**GOAL OF THE EXERCISE**: Copies of all lines containing the string "first" are needed from the data below.

**DATA SHOWN**:
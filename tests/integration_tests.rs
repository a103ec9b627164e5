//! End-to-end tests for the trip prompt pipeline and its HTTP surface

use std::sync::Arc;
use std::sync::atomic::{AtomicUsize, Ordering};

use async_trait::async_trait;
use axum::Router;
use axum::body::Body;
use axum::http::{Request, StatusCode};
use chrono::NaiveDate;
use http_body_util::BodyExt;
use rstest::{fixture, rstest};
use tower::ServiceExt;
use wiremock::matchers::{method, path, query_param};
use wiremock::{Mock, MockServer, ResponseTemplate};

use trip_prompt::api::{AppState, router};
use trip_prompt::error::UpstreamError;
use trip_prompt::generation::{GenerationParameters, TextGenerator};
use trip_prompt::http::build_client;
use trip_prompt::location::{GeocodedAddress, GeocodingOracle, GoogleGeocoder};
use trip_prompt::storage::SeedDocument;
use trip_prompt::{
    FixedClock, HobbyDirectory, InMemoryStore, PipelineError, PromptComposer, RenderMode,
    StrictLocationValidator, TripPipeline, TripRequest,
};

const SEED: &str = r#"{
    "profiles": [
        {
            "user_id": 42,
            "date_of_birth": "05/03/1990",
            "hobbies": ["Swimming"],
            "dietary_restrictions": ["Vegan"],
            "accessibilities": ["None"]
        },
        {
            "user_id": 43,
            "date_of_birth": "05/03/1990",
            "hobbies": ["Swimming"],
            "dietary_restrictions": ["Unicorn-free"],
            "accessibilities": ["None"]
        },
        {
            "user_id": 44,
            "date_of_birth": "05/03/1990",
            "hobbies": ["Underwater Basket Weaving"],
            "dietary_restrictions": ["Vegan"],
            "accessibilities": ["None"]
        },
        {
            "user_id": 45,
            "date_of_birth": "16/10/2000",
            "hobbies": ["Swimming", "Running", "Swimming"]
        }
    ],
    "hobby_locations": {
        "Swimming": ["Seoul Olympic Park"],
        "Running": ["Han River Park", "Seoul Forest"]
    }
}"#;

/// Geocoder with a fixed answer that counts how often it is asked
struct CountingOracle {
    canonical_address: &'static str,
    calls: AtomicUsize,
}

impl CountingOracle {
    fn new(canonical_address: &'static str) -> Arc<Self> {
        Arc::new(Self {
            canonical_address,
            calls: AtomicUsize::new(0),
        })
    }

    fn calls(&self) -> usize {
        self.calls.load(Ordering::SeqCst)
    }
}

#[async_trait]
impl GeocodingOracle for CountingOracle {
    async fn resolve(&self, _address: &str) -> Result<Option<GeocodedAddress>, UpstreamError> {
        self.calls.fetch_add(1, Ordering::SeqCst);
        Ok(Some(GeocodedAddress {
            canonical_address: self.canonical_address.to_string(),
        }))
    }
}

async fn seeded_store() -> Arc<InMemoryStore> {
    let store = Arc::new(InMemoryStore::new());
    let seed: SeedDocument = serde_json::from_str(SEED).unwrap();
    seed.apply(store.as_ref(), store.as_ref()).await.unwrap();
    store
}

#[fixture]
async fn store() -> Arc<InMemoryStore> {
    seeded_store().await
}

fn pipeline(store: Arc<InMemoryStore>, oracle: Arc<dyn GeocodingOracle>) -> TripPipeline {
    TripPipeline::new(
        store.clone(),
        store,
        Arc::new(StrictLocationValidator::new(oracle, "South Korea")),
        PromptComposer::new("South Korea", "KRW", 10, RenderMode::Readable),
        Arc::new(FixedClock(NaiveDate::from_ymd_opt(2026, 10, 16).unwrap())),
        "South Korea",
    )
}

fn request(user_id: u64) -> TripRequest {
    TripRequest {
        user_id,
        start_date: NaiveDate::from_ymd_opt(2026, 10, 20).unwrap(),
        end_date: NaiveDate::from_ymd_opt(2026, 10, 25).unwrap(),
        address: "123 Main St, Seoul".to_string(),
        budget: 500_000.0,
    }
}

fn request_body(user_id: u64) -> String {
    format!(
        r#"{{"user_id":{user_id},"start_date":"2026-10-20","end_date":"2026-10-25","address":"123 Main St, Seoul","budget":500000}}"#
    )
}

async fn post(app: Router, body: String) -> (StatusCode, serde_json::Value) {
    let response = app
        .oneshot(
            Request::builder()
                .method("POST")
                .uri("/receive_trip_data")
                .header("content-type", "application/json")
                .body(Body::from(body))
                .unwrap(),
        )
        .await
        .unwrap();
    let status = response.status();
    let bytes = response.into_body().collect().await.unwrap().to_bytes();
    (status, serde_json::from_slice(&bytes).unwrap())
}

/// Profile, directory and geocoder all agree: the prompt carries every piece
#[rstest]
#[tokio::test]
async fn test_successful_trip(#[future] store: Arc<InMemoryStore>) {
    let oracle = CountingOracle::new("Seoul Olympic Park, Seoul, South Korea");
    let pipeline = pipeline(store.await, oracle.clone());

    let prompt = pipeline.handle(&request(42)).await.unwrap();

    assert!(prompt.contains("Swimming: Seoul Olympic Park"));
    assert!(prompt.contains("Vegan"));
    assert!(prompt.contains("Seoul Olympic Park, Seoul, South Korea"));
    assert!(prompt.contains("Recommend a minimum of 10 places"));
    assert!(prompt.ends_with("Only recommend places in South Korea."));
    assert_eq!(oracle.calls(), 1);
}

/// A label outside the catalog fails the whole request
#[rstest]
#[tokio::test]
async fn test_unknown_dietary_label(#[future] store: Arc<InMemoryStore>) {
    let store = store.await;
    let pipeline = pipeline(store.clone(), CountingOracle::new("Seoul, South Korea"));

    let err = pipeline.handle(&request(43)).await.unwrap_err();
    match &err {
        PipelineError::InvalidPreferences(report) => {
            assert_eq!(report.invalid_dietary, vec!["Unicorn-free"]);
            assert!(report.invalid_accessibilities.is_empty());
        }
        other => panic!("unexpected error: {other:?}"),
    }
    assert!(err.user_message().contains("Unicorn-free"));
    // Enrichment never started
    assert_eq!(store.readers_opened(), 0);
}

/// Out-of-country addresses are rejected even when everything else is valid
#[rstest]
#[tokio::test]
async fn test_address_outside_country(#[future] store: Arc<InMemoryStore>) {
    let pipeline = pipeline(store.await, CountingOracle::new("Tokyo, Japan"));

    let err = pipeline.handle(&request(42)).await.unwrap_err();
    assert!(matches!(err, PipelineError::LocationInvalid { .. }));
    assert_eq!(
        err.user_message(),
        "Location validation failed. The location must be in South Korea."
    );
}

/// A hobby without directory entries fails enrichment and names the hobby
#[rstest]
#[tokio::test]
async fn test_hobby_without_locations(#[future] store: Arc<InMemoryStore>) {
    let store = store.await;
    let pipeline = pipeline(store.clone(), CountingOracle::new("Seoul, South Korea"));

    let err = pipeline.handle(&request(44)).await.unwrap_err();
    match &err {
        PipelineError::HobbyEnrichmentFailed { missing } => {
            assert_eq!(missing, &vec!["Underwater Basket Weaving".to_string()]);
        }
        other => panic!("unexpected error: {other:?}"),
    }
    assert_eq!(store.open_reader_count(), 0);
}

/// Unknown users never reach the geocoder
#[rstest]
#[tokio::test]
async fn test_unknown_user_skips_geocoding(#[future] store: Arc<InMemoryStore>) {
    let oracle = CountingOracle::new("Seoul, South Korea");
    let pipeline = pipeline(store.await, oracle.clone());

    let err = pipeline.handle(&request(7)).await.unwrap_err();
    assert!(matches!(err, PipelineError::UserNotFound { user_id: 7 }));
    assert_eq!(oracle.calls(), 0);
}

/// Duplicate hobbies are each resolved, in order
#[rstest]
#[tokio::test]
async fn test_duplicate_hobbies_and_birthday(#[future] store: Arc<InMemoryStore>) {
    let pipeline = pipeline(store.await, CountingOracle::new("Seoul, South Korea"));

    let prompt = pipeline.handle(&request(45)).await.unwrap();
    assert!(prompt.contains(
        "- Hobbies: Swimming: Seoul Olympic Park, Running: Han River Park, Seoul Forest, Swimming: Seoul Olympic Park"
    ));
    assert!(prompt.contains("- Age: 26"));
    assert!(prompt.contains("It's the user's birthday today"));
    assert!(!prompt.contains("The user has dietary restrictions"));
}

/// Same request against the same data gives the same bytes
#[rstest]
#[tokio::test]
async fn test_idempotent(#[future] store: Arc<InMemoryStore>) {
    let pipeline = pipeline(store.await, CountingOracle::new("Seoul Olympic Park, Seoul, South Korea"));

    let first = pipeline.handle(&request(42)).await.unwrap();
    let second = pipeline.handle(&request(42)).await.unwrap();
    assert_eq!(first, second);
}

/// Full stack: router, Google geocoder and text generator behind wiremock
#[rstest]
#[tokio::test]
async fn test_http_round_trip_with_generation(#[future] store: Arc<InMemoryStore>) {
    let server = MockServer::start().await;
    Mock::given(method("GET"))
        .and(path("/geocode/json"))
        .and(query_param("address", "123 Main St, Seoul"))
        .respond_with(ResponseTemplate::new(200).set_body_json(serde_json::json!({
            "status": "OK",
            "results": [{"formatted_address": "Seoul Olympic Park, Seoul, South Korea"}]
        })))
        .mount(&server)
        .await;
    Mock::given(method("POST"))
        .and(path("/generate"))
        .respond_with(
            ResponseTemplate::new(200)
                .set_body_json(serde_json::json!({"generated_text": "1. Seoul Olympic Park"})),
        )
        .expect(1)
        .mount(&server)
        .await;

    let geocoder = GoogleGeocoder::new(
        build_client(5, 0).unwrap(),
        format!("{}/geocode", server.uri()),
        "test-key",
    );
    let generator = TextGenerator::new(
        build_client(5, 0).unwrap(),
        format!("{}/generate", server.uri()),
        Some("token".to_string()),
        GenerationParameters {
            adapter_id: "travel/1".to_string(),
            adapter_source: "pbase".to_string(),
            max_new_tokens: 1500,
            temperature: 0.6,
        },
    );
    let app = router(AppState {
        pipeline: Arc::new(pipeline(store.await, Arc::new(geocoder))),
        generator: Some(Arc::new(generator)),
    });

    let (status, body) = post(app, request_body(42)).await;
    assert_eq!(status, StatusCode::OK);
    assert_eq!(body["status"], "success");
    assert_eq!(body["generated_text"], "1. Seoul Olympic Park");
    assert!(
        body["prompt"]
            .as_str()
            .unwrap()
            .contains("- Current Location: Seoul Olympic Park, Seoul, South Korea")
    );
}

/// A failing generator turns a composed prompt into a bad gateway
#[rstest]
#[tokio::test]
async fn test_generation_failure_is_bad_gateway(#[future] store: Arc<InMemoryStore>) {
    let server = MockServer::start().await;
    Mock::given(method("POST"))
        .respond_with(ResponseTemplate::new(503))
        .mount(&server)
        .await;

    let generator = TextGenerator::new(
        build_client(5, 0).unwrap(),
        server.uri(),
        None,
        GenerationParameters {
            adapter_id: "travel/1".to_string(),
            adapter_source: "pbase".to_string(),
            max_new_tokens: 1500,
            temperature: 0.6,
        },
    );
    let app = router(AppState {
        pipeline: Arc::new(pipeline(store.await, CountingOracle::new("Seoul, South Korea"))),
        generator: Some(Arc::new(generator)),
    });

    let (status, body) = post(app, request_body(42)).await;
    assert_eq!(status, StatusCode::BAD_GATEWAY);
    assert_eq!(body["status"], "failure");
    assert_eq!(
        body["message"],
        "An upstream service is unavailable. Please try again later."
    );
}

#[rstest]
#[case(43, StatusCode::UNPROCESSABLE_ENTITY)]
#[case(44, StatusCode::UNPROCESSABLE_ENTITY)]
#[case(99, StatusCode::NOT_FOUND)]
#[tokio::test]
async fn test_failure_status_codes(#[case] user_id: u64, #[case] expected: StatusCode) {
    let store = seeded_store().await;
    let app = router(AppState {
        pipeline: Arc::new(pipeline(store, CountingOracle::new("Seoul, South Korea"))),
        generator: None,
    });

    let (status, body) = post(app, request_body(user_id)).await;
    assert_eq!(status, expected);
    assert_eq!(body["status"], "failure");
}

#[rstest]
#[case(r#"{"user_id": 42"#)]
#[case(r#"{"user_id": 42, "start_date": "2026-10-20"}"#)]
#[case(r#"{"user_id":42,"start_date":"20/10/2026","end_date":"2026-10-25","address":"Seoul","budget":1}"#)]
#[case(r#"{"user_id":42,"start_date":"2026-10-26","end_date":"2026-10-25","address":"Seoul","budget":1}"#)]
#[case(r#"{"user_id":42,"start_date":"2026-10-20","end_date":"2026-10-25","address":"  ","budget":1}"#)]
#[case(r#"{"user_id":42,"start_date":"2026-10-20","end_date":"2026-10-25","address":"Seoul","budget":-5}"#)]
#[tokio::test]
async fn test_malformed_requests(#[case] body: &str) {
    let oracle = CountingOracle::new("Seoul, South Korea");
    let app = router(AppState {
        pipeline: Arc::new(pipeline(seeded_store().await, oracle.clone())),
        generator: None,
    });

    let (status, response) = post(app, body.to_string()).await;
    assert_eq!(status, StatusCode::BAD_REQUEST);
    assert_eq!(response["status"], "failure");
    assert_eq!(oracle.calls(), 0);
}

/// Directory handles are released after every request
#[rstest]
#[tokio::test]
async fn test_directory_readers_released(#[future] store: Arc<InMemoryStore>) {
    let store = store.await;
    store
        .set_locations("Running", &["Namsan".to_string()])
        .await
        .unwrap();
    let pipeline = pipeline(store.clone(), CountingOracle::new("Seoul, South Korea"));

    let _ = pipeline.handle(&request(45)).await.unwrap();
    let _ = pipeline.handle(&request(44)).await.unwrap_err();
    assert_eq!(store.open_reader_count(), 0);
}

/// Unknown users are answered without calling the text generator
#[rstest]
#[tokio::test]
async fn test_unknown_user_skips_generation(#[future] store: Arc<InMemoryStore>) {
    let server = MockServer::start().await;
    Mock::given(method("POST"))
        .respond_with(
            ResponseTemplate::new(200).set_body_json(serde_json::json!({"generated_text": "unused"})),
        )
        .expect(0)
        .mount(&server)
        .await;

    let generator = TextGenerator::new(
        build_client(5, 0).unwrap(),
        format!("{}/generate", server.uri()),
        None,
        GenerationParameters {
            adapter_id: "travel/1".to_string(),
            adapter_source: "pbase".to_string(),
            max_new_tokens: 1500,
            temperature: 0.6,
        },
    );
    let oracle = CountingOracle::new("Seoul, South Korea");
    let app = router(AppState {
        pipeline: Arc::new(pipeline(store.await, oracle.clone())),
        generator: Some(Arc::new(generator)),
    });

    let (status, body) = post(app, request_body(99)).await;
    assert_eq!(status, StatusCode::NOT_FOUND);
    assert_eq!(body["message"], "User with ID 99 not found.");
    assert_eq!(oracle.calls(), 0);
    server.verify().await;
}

...

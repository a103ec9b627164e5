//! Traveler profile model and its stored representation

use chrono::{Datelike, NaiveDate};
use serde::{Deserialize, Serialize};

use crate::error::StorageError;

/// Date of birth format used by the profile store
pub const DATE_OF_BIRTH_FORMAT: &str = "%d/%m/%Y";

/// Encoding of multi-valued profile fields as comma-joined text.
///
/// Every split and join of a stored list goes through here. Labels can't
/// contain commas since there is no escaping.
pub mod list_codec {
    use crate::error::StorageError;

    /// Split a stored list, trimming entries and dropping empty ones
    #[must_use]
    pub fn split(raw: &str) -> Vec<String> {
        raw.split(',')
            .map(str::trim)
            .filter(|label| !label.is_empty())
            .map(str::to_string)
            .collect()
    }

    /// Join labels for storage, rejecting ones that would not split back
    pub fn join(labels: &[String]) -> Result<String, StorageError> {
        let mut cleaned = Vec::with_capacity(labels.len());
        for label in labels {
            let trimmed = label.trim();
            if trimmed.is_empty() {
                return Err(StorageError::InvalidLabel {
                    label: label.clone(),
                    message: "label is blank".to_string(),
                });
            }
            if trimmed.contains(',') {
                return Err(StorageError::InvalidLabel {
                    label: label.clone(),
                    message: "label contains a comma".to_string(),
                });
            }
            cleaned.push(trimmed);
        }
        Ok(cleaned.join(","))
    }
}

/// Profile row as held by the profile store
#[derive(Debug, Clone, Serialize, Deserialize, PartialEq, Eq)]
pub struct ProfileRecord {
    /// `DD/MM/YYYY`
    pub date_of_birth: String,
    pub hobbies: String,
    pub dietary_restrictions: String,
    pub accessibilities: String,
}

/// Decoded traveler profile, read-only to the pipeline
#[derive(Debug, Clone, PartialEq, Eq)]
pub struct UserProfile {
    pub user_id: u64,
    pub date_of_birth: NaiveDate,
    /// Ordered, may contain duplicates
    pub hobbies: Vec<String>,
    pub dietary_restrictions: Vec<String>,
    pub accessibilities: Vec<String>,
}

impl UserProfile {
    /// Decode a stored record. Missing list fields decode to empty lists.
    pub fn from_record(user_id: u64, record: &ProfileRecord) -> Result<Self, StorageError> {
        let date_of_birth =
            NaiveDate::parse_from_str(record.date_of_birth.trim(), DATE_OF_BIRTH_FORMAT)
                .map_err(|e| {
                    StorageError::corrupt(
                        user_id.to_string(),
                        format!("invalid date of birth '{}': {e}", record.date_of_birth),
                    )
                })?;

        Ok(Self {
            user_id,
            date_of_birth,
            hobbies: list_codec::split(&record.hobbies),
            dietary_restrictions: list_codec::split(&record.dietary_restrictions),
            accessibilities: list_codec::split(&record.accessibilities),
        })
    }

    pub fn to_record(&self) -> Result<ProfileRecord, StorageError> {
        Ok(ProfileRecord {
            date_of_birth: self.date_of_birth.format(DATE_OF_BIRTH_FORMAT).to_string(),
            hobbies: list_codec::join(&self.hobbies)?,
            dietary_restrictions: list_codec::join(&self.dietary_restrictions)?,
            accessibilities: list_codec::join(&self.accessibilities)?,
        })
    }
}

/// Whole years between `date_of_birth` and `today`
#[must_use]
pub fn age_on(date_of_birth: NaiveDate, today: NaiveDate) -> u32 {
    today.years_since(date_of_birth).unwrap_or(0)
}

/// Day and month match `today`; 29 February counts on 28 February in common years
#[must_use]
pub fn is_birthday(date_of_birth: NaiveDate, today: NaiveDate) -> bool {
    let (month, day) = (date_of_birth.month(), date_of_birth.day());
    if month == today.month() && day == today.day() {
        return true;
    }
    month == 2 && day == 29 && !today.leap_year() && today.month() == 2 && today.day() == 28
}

**RESPONSE BOX**:
    let first = pipeline.handle(&request(42)).await.unwrap();
    assert_eq!(first, second);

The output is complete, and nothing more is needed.